[Date Prev][Date Next][Thread Prev][Thread Next][Date Index][Thread Index]
Re: [PATCH] add 'string-distance' to calculate Levenshtein distance
From: |
Eli Zaretskii |
Subject: |
Re: [PATCH] add 'string-distance' to calculate Levenshtein distance |
Date: |
Sat, 14 Apr 2018 16:24:41 +0300 |
[Please CC the mailing list when you respond, so others could see your
messages.]
> From: Chen Bin <address@hidden>
> Date: Sat, 14 Apr 2018 21:01:46 +1000
>
> Hi, Eli,
> Thanks for the review.
>
> I fixed most issues except two things.
>
> 1. In Asia, it's possible to cacluate distance between one unibyte and
> one multibyte string.
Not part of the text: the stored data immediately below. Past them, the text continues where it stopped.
//! Optional conversions to and from `geo-types` primitives.
//!
//! `geo-types` is two-dimensional: Z and M are dropped on the way out, and
//! a shape coming in never declares them.

use crate::error::Result;
use crate::geometry::Geometry;
use crate::model::GeometryValue;
use crate::shape::GeoShape;
use serde_json::{Value, json};

impl Geometry {
    /// Convert into a 2D `geo-types` geometry. Materializes the geometry;
    /// Z and M are dropped.
    pub fn to_geo(&mut self) -> Result<geo_types::Geometry<f64>> {
        to_geo_value(self.value()?)
    }
}

fn to_geo_value(value: &GeometryValue) -> Result<geo_types::Geometry<f64>> {
    Ok(match value {
        GeometryValue::Point(p) => geo_types::Point::new(p.x(), p.y()).into(),
        GeometryValue::LineString(ls) => line_string(ls).into(),
        GeometryValue::Polygon(pg) => polygon(pg).into(),
        GeometryValue::MultiPoint(mp) => geo_types::MultiPoint(
            mp.points()
                .iter()
                .map(|p| geo_types::Point::new(p.x(), p.y()))
                .collect(),
        )
        .into(),
        GeometryValue::MultiLineString(mls) => {
            geo_types::MultiLineString(mls.lines().iter().map(line_string).collect()).into()
        }
        GeometryValue::MultiPolygon(mp) => {
            geo_types::MultiPolygon(mp.polygons().iter().map(polygon).collect()).into()
        }
        GeometryValue::GeometryCollection(gc) => {
            let mut members = Vec::with_capacity(gc.len());
            for g in gc.geometries() {
                members.push(to_geo_value(g.snapshot()?.as_ref())?);
            }
            geo_types::Geometry::GeometryCollection(geo_types::GeometryCollection(members))
        }
    })
}

fn coord(p: &crate::Point) -> geo_types::Coord<f64> {
    geo_types::Coord { x: p.x(), y: p.y() }
}

fn line_string(ls: &crate::LineString) -> geo_types::LineString<f64> {
    geo_types::LineString::new(ls.points().iter().map(coord).collect())
}

fn polygon(pg: &crate::Polygon) -> geo_types::Polygon<f64> {
    let exterior = pg
        .exterior()
        .map(line_string)
        .unwrap_or_else(|| geo_types::LineString::new(Vec::new()));
    let interiors = pg.interiors().iter().map(line_string).collect();
    geo_types::Polygon::new(exterior, interiors)
}

impl GeoShape for geo_types::Geometry<f64> {
    fn geo_interface(&self) -> Option<Value> {
        Some(match self {
            geo_types::Geometry::Point(p) => {
                json!({"type": "Point", "coordinates": [p.x(), p.y()]})
            }
            geo_types::Geometry::Line(l) => json!({
                "type": "LineString",
                "coordinates": [[l.start.x, l.start.y], [l.end.x, l.end.y]]
            }),
            geo_types::Geometry::LineString(ls) => {
                json!({"type": "LineString", "coordinates": positions(ls)})
            }
            geo_types::Geometry::Polygon(p) => {
                json!({"type": "Polygon", "coordinates": ring_positions(p)})
            }
            geo_types::Geometry::Rect(r) => {
                json!({"type": "Polygon", "coordinates": ring_positions(&r.to_polygon())})
            }
            geo_types::Geometry::Triangle(t) => {
                json!({"type": "Polygon", "coordinates": ring_positions(&t.to_polygon())})
            }
            geo_types::Geometry::MultiPoint(mp) => {
                let coords: Vec<Value> =
                    mp.0.iter().map(|p| json!([p.x(), p.y()])).collect();
                json!({"type": "MultiPoint", "coordinates": coords})
            }
            geo_types::Geometry::MultiLineString(mls) => {
                let coords: Vec<Value> = mls.0.iter().map(positions).collect();
                json!({"type": "MultiLineString", "coordinates": coords})
            }
            geo_types::Geometry::MultiPolygon(mp) => {
                let coords: Vec<Value> = mp.0.iter().map(ring_positions).collect();
                json!({"type": "MultiPolygon", "coordinates": coords})
            }
            geo_types::Geometry::GeometryCollection(gc) => {
                let members = gc
                    .0
                    .iter()
                    .map(GeoShape::geo_interface)
                    .collect::<Option<Vec<Value>>>()?;
                json!({"type": "GeometryCollection", "geometries": members})
            }
        })
    }
}

fn positions(ls: &geo_types::LineString<f64>) -> Value {
    Value::Array(ls.0.iter().map(|c| json!([c.x, c.y])).collect())
}

fn ring_positions(p: &geo_types::Polygon<f64>) -> Value {
    let mut rings = vec![positions(p.exterior())];
    rings.extend(p.interiors().iter().map(positions));
    Value::Array(rings)
}

#[cfg(test)]
mod test {
    use super::*;

    #[test]
    fn to_geo_drops_extra_dimensions() {
        let mut geom = Geometry::from_wkt("POINT Z (1 2 3)", Some(4326)).unwrap();
        let geo = geom.to_geo().unwrap();
        assert_eq!(geo, geo_types::Point::new(1.0, 2.0).into());
    }

    #[test]
    fn polygon_roundtrip_through_shape() {
        let mut geom = Geometry::from_wkt(
            "POLYGON ((0 0, 10 0, 10 10, 0 10, 0 0), (4 4, 6 4, 6 6, 4 6, 4 4))",
            None,
        )
        .unwrap();
        let geo = geom.to_geo().unwrap();
        let back = Geometry::from_shape(&geo, None).unwrap();
        assert_eq!(back, geom);
    }

    #[test]
    fn collection_from_shape() {
        let geo: geo_types::Geometry<f64> =
            geo_types::Geometry::GeometryCollection(geo_types::GeometryCollection(vec![
                geo_types::Point::new(1.0, 2.0).into(),
                geo_types::LineString::new(vec![
                    geo_types::Coord { x: 0.0, y: 0.0 },
                    geo_types::Coord { x: 1.0, y: 1.0 },
                ])
                .into(),
            ]));
        let geom = Geometry::from_shape(&geo, Some(4326)).unwrap();
        assert_eq!(geom.srid(), Some(4326));
        assert_eq!(
            geom.to_ewkt().unwrap(),
            "SRID=4326;GEOMETRYCOLLECTION (POINT (1 2), LINESTRING (0 0, 1 1))"
        );
    }
}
As a Chinese, I might create a document containing
> Hanzi characters whose file name is obviously multibyte string. I may
> need get the distance of this document to a file named "README.txt".
If you mean unibyte pure-ASCII strings, then I agree. But that
doesn't mean we should avoid the text altogether, because we might
compute non-zero distance between a string and its encoded unibyte
variant, which will confuse users. At the very least the doc string
should say something about this.
> 2. Algorithm is based on
> https://en.wikibooks.org/w/index.php?title=Algorithm_Implementation/Strings/Levenshtein_distance&stable=0#C
> It's optimized to use O(min(m,n)) space instead of O(mn).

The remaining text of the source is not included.